■ **Activity**
Count the lines below that contain the word "ConfigError", and state only that number.

■ **Collected data**
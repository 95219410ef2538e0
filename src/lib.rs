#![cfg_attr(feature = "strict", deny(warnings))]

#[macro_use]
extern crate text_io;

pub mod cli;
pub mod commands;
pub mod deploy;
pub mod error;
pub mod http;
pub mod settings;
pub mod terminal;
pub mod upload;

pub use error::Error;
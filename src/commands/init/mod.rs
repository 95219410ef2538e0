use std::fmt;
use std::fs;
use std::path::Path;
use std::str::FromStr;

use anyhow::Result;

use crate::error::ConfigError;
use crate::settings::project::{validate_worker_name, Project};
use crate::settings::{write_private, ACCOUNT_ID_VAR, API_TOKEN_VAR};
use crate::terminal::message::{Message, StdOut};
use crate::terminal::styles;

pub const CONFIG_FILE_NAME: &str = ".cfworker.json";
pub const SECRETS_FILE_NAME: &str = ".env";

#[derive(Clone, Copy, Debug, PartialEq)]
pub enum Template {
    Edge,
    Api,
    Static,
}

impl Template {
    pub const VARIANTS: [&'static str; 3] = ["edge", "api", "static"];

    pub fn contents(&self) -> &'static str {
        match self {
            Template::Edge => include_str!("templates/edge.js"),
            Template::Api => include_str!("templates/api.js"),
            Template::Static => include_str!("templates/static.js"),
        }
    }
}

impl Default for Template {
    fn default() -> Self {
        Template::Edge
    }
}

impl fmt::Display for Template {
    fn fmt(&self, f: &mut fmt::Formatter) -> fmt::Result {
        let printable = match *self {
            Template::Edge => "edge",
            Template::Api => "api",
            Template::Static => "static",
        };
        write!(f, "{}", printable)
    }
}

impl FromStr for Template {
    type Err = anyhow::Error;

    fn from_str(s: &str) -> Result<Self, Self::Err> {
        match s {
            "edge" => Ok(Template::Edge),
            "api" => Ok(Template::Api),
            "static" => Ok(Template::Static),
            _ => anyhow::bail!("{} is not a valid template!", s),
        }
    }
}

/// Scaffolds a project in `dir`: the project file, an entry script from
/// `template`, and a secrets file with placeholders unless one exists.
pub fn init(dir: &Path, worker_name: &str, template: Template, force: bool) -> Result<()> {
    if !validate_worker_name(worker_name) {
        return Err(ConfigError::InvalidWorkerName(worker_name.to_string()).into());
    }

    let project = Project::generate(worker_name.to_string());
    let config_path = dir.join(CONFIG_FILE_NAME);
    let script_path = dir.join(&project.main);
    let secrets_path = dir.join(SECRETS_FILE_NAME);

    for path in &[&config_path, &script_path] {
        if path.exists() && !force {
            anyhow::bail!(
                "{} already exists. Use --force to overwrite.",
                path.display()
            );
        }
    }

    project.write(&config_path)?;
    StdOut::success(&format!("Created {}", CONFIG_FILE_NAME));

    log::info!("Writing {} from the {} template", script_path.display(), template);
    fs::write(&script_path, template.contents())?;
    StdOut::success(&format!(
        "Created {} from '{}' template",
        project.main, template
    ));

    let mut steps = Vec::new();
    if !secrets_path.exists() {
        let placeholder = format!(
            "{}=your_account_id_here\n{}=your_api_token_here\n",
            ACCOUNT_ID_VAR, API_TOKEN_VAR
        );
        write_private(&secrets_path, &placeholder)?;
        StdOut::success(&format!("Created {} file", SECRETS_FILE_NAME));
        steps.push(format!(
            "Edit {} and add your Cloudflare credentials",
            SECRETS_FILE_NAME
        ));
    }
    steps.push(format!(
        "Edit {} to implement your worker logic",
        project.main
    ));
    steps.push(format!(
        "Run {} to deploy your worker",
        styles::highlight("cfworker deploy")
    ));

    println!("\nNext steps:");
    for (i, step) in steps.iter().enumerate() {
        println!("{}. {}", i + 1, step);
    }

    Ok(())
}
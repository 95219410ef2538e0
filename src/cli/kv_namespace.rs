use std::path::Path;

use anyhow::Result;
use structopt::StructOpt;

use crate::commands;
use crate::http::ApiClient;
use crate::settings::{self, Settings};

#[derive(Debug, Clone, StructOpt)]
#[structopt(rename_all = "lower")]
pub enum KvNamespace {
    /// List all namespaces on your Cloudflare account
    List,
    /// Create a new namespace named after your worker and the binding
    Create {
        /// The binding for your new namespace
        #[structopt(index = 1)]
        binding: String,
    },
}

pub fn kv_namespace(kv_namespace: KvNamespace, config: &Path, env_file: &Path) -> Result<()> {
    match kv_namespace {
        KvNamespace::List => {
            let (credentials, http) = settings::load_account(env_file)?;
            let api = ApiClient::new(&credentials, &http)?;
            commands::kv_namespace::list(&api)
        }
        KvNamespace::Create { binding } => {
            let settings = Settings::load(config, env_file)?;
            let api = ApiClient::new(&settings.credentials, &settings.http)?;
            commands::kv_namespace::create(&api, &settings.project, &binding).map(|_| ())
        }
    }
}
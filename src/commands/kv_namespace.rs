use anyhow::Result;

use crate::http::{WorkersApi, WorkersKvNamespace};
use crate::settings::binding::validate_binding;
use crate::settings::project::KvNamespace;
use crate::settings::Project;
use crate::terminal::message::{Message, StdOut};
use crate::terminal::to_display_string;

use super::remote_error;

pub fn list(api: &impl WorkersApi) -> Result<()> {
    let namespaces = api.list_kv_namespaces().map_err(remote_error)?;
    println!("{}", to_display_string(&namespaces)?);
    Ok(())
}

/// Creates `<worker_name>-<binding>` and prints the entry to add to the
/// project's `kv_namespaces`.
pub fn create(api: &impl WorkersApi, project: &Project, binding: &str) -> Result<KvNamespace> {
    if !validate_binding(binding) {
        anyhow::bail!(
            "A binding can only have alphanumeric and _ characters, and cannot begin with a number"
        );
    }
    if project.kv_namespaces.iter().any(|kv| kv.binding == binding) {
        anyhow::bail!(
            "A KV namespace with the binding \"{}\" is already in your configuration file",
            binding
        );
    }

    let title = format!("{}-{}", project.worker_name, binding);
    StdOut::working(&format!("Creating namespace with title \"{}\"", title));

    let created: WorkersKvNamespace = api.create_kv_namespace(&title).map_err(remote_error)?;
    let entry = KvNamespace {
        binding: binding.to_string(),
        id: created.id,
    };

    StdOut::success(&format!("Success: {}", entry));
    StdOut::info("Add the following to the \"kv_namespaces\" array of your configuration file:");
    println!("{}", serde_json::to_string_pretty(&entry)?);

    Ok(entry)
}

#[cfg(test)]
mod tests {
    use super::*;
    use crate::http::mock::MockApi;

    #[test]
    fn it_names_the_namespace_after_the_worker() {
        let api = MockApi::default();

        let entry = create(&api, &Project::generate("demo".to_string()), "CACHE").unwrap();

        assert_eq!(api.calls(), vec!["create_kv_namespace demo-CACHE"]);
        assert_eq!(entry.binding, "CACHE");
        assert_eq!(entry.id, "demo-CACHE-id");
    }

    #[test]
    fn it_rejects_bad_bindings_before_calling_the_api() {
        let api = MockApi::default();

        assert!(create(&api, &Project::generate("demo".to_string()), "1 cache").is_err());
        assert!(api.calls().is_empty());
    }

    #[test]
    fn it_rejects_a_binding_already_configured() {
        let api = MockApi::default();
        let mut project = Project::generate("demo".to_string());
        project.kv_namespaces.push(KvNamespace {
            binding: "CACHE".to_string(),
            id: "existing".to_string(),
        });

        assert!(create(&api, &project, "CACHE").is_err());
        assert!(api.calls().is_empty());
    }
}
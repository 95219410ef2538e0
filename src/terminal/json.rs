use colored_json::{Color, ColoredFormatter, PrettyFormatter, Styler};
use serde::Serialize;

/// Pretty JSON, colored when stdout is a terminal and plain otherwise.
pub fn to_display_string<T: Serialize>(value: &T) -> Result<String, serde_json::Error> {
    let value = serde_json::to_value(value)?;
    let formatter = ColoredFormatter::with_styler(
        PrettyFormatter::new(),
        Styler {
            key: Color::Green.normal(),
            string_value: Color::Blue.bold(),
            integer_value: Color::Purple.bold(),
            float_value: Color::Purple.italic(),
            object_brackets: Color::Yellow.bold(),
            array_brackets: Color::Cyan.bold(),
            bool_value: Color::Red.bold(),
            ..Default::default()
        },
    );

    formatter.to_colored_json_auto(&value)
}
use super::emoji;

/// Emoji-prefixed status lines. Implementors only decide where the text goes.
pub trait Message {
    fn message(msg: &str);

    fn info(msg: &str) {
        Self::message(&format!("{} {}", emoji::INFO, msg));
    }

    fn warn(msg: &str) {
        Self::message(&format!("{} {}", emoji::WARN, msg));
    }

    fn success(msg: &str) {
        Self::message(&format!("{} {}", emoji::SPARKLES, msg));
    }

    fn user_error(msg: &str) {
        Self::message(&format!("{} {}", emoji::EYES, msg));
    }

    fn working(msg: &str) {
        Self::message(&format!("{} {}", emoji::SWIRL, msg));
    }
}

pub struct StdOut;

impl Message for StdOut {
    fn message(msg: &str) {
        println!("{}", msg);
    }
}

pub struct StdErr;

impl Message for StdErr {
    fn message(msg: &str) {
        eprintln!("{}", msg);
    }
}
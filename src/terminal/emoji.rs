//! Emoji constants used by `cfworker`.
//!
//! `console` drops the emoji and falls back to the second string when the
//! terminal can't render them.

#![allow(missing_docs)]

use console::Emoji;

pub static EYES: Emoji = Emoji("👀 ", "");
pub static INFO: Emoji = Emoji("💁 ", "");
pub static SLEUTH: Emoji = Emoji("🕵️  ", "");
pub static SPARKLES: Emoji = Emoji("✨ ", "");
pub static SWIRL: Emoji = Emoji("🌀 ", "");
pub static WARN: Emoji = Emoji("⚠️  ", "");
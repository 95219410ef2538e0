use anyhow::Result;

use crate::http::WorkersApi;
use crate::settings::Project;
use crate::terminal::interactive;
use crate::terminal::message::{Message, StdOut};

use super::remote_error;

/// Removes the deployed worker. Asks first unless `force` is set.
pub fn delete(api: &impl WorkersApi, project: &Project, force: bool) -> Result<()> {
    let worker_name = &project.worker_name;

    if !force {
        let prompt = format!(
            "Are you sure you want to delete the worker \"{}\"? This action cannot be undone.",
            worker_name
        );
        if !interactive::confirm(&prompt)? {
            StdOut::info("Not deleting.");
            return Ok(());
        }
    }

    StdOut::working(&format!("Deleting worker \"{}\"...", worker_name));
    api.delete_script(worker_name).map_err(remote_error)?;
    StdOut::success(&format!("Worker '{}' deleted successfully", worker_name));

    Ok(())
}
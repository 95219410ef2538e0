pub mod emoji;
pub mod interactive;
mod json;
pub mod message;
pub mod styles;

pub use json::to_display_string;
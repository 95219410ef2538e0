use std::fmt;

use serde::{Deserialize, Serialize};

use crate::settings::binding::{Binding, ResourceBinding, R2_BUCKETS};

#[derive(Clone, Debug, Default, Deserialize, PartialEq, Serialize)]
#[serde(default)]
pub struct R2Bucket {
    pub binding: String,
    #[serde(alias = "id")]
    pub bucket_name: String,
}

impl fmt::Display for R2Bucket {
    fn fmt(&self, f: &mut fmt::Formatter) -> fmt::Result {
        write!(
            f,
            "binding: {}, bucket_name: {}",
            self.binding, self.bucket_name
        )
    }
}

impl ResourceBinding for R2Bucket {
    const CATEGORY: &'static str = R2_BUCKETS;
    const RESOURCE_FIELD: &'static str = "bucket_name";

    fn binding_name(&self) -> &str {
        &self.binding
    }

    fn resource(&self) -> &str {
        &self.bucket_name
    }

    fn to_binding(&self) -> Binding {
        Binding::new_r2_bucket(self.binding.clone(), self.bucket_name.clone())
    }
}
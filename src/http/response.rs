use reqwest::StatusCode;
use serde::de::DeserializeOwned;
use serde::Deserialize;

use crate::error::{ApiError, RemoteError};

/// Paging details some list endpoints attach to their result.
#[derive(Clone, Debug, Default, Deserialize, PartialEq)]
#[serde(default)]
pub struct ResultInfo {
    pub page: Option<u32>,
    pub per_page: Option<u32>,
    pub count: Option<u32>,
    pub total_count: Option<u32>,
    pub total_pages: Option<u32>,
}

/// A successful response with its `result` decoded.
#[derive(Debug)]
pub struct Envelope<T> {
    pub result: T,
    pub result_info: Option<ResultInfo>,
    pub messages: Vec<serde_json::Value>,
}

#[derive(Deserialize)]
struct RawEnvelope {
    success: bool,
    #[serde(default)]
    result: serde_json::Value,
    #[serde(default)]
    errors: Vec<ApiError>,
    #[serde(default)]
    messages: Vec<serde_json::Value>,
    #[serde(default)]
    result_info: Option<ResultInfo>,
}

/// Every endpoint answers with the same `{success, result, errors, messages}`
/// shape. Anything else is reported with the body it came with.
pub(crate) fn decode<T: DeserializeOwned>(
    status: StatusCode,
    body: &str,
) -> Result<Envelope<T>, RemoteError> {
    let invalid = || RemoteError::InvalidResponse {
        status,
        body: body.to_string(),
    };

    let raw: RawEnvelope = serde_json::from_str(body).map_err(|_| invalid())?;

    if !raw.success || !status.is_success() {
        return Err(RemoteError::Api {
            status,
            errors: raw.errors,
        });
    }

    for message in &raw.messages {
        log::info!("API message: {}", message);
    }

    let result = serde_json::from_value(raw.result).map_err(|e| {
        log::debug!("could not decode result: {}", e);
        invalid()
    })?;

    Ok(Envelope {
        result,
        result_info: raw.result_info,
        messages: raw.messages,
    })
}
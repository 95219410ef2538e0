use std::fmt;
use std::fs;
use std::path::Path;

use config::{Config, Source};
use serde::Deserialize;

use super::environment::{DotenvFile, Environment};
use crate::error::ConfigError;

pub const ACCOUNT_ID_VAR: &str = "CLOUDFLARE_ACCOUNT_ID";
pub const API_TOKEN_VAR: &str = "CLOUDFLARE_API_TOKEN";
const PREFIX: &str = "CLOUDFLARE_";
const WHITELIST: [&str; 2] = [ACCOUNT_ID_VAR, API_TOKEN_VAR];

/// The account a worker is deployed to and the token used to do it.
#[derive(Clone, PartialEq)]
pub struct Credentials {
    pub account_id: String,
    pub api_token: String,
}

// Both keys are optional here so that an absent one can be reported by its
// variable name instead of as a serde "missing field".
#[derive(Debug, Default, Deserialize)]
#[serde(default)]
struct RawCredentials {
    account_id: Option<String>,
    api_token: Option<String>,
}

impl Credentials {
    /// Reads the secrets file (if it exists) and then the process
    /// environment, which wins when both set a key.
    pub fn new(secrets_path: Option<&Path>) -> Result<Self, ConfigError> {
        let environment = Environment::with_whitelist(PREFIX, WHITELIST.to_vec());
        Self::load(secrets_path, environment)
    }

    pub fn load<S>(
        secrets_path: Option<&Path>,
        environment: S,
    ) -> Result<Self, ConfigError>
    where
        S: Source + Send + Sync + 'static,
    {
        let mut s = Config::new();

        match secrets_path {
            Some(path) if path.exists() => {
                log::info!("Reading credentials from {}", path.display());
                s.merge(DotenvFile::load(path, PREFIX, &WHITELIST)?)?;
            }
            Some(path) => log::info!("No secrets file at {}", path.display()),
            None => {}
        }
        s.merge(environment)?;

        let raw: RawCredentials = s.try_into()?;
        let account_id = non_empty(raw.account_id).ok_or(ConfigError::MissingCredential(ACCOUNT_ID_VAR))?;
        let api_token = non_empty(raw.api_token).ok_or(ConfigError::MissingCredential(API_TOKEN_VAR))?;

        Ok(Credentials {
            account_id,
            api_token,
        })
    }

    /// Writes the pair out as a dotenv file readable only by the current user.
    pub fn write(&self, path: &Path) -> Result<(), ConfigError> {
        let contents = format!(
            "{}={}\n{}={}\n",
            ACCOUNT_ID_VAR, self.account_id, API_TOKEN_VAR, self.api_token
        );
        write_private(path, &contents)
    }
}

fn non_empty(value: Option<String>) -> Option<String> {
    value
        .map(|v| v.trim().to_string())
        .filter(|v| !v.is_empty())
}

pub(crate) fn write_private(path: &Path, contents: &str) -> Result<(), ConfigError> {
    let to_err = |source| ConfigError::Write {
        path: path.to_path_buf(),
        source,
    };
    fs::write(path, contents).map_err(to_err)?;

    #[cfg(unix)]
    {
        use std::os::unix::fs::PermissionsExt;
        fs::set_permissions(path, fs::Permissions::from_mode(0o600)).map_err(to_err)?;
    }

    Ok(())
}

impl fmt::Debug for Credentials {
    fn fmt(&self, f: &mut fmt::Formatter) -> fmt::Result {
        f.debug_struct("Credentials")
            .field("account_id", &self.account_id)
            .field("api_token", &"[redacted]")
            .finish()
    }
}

■ **Problem solution**
10